All goods, Accounts (including health-care receivables), Equipment, Inventory, contract rights or rights to payment of money, leases, license agreements, franchise agreements, General Intangibles (except as provided below), commercial tort claims, documents, instruments (including any promissory notes), chattel paper (whether tangible or electronic), cash, deposit accounts, fixtures, letters of credit rights (whether or not the letter of credit is evidenced by a writing), securities, and all other investment property, supporting obligations, and financial assets, whether now owned or hereafter acquired, wherever located; and

All Borrower’s Books relating to the foregoing, and any and all claims, rights and interests in any of the above and all substitutions for, additions, attachments, accessories, accessions and improvements to and replacements, products, proceeds and insurance proceeds of any or all of the foregoing.

Notwithstanding the foregoing, the Collateral does not include any of the following, whether now owned or hereafter acquired: any copyright rights, copyright applications, copyright registrations and like protections in each work of authorship and derivative work, whether published or unpublished, any patents, patent applications and like protections, including improvements, divisions, continuations, renewals, reissues, extensions, and continuations-in-part of the same, trademarks, service marks and, to the extent permitted under applicable law, any applications therefor, whether registered or not, and the goodwill of the business of Borrower connected with and symbolized thereby, know-how, operating manuals, trade secret rights, rights to unpatented inventions, and any claims for damage by way of any past, present, or future infringement of any of the foregoing (the “Intellectual Property”); provided, however, the Collateral shall include all Accounts, license and royalty fees and other revenues, proceeds, or income arising out of or relating to any of the foregoing.

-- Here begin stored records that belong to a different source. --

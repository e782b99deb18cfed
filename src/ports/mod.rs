//! Ports - Interfaces for external dependencies.
//!
//! Following hexagonal architecture, ports define the contracts between
//! the domain and the outside world. Adapters implement these ports.
//!
//! - `CycleStore` - durable CRUD over cycle records (the durability
//!   boundary; its errors always propagate)
//! - `NotificationGateway` / `ReminderGateway` - the two best-effort
//!   reminder channels
//! - `SettingsStore` - persisted key/value chore configuration
//! - `SchedulingEngine` - due-date arithmetic behind a testable seam

mod cycle_store;
mod gateway;
mod notification_gateway;
mod reminder_gateway;
mod scheduling_engine;
mod settings_store;

pub use cycle_store::{CycleStore, PersistenceError};
pub use gateway::GatewayError;
pub use notification_gateway::NotificationGateway;
pub use reminder_gateway::ReminderGateway;
pub use scheduling_engine::SchedulingEngine;
pub use settings_store::{SettingsStore, SettingsStoreError};
//! File-backed storage adapters and the snapshot migration pipeline.

mod file_cycle_store;
mod file_settings_store;
mod migration;
mod schema;

pub use file_cycle_store::FileCycleStore;
pub use file_settings_store::FileSettingsStore;
pub use migration::{
    AddRecordIdentifiers, MigrationError, MigrationPipeline, MigrationStage, StringifyIdentifiers,
};
pub use schema::{CycleRecord, StoreSnapshot, CURRENT_SCHEMA_VERSION};
//! Cycle module - the chore cycle aggregate and its derived status.

mod aggregate;
mod status;

pub use aggregate::Cycle;
pub use status::{CycleStatus, DUE_GRACE_SECS};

Pursuant to the terms of a certain negative pledge arrangement with Bank, Borrower has agreed not to, without Bank’s prior written consent, Transfer Borrower’s Intellectual Property, or enter into an agreement with any Person other than Bank which restricts the subsequent granting of a security interest in Borrower’s Intellectual Property to the Bank, except for Transfers of Borrower’s Intellectual Property in the ordinary course of business.